**TASK INSTRUCTIONS**
Among the records below, find the lines that contain "PartialEq" and copy each of them.

[[ INPUT RECORDS, beginning ]]

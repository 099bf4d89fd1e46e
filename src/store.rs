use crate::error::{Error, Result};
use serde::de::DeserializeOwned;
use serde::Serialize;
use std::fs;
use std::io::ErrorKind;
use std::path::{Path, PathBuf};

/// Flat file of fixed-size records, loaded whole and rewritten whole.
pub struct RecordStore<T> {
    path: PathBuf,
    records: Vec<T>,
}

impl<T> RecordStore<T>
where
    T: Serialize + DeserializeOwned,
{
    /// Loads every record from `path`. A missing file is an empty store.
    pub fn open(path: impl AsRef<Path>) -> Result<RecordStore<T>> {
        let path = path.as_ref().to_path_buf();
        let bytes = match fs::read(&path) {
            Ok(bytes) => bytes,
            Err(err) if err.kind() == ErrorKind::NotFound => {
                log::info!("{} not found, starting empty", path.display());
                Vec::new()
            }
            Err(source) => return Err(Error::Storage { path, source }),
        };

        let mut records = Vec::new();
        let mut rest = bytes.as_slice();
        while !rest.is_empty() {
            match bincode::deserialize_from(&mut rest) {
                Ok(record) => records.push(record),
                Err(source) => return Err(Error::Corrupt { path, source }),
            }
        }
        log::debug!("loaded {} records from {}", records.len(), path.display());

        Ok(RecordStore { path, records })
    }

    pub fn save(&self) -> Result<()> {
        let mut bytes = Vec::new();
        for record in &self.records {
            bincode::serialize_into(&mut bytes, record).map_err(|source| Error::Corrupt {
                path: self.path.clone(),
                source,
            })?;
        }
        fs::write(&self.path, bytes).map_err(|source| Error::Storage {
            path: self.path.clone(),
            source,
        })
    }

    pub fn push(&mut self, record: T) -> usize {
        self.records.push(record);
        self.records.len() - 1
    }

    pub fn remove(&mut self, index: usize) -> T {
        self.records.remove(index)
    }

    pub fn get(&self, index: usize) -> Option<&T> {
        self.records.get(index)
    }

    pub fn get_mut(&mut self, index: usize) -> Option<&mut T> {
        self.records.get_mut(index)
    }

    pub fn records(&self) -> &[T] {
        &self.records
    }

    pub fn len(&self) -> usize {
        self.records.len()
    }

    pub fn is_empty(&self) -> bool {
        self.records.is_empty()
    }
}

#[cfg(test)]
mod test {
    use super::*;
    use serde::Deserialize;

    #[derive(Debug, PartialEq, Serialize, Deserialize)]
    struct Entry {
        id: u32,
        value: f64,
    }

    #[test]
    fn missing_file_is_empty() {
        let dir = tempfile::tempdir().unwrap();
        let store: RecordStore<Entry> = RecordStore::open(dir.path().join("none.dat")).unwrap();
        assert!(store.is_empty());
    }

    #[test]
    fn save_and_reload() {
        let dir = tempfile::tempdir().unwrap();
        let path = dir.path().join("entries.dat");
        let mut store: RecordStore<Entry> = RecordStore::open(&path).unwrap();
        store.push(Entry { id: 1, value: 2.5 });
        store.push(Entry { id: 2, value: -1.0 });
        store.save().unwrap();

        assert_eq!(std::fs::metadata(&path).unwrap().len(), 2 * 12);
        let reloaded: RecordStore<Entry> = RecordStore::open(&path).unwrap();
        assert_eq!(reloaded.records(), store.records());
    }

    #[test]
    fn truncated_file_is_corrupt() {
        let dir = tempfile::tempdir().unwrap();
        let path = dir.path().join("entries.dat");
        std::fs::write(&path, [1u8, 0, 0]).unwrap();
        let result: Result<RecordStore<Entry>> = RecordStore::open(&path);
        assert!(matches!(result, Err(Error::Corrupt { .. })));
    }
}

[[ INPUT RECORDS, end ]]
[[ INPUT RECORDS, beginning ]]

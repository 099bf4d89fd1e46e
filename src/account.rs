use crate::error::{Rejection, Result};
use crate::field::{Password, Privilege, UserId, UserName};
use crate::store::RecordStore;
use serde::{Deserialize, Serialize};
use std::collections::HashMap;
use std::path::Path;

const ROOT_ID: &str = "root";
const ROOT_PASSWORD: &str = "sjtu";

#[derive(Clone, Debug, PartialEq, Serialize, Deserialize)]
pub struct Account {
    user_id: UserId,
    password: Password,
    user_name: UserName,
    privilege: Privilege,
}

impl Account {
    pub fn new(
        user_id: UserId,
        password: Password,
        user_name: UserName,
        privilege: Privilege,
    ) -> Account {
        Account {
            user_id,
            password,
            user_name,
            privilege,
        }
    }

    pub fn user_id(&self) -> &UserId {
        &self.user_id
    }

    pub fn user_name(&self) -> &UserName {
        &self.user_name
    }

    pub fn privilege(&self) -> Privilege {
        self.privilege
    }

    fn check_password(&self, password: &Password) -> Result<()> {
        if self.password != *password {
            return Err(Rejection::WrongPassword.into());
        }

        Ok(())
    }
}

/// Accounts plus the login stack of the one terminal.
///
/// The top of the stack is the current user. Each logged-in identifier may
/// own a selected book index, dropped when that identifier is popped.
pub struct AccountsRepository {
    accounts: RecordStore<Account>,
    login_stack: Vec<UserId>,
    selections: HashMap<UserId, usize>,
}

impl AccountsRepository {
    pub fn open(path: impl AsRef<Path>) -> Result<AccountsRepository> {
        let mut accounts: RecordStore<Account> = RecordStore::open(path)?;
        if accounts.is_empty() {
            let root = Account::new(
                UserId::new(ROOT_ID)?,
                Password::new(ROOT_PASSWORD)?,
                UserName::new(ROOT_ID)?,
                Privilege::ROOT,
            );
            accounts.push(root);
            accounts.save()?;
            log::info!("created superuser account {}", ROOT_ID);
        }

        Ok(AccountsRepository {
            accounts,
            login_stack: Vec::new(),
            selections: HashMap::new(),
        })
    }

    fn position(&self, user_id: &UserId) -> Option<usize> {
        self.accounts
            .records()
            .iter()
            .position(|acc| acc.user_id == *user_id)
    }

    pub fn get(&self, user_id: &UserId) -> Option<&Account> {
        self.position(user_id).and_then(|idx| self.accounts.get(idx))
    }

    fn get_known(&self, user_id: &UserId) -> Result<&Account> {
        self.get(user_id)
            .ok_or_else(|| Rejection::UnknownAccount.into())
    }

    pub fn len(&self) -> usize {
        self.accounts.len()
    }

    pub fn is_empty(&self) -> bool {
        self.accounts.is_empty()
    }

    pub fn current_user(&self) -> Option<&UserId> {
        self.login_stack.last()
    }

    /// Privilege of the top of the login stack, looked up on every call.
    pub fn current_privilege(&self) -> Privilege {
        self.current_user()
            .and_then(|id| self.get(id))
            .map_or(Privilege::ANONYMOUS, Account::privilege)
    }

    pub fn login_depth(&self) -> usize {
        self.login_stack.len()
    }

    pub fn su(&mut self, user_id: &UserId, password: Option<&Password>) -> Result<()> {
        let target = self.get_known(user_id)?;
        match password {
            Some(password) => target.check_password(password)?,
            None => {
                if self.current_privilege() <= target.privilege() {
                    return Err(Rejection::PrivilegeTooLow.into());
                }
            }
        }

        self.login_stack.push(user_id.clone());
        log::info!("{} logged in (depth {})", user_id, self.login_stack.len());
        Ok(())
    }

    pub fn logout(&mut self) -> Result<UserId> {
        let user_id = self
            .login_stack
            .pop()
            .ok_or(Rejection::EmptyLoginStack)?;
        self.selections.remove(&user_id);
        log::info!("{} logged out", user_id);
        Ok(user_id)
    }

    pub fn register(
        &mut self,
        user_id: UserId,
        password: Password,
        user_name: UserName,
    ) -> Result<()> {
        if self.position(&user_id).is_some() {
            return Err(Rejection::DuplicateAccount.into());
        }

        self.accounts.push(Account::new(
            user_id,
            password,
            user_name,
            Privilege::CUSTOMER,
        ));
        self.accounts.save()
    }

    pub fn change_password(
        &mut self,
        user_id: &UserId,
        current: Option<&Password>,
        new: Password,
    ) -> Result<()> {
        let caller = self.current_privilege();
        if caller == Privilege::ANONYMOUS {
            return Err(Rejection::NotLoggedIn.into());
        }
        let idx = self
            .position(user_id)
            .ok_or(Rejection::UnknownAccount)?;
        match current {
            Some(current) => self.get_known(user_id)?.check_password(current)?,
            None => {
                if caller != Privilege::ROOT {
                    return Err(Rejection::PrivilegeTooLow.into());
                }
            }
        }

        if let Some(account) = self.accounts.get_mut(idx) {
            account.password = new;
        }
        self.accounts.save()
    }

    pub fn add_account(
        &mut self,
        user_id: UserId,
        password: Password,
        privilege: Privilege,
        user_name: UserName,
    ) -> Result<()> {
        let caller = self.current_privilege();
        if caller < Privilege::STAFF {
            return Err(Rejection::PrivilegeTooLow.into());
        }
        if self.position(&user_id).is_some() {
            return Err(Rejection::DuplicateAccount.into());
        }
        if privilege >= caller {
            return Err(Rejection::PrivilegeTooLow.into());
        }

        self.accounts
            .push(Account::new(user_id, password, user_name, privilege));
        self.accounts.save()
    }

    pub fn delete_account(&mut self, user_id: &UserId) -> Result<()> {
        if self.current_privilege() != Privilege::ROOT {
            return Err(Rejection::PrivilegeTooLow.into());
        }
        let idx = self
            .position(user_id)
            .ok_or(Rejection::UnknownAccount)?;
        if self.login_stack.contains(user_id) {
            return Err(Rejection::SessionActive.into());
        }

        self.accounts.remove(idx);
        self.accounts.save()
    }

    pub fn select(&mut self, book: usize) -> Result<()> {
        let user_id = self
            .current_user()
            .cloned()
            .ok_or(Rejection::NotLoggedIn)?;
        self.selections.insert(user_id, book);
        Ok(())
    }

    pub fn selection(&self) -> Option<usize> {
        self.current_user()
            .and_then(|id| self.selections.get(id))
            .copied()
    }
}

[[ INPUT RECORDS, end ]]
[[ INPUT RECORDS, beginning ]]

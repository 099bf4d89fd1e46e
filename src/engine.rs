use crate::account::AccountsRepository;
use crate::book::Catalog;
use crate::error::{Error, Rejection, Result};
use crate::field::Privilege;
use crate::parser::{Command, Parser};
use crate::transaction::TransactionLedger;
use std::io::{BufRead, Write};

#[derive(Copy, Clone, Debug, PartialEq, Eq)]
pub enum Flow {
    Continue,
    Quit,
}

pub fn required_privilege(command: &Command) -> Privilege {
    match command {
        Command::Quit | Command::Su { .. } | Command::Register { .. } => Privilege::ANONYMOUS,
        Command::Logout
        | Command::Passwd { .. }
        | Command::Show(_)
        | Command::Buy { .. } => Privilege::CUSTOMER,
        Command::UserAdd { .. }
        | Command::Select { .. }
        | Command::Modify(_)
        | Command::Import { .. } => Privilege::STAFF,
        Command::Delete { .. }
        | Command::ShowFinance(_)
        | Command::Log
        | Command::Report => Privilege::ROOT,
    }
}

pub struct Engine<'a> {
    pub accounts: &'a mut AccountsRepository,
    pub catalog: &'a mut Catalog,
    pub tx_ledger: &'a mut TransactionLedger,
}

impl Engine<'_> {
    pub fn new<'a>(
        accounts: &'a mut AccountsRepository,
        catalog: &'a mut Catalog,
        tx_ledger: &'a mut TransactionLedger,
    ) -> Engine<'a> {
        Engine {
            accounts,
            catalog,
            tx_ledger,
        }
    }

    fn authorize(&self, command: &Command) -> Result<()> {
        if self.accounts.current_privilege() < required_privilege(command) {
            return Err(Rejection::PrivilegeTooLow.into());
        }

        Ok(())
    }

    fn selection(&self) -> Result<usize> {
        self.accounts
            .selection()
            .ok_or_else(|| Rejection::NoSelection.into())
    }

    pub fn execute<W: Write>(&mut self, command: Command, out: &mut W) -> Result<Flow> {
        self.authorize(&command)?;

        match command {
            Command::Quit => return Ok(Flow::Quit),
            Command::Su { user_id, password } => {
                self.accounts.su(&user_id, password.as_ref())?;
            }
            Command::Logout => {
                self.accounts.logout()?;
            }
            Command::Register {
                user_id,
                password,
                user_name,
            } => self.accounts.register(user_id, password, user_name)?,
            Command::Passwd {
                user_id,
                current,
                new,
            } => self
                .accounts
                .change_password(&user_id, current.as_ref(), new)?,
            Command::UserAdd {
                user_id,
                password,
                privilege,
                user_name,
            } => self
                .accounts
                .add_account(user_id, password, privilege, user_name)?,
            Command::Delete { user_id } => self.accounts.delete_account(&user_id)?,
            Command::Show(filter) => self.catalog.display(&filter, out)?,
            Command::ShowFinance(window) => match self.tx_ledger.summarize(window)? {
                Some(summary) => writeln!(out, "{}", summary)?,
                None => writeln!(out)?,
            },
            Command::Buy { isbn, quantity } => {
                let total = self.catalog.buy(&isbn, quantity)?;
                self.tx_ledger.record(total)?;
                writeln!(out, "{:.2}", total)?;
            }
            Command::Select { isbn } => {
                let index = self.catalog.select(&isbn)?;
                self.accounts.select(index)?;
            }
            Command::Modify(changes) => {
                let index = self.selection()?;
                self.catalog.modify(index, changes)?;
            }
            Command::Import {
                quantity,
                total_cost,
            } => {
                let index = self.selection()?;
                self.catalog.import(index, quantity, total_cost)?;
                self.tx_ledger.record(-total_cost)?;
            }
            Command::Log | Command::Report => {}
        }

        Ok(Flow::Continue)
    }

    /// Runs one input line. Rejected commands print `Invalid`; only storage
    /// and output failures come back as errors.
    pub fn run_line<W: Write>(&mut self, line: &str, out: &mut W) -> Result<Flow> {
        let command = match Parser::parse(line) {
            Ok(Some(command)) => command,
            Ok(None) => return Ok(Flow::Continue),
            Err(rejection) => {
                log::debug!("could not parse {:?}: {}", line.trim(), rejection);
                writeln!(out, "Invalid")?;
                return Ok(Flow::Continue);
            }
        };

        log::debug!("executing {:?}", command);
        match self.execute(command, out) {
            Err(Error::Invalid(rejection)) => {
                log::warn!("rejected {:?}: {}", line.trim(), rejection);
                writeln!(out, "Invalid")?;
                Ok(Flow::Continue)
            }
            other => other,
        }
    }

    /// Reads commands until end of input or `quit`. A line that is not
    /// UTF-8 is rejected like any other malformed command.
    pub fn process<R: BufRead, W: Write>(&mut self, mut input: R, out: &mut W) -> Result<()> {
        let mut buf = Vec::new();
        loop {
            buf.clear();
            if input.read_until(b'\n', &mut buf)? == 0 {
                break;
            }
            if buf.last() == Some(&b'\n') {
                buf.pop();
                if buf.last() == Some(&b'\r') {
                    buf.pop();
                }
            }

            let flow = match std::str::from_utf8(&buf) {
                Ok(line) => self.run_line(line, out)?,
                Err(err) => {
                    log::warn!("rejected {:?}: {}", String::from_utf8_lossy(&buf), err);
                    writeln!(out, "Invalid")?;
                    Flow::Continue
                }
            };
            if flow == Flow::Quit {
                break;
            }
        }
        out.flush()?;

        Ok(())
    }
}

[[ INPUT RECORDS, end ]]

**EXPECTED ANSWER**
    #[derive(Debug, PartialEq, Serialize, Deserialize)]
#[derive(Clone, Debug, PartialEq, Serialize, Deserialize)]
#[derive(Copy, Clone, Debug, PartialEq, Eq)]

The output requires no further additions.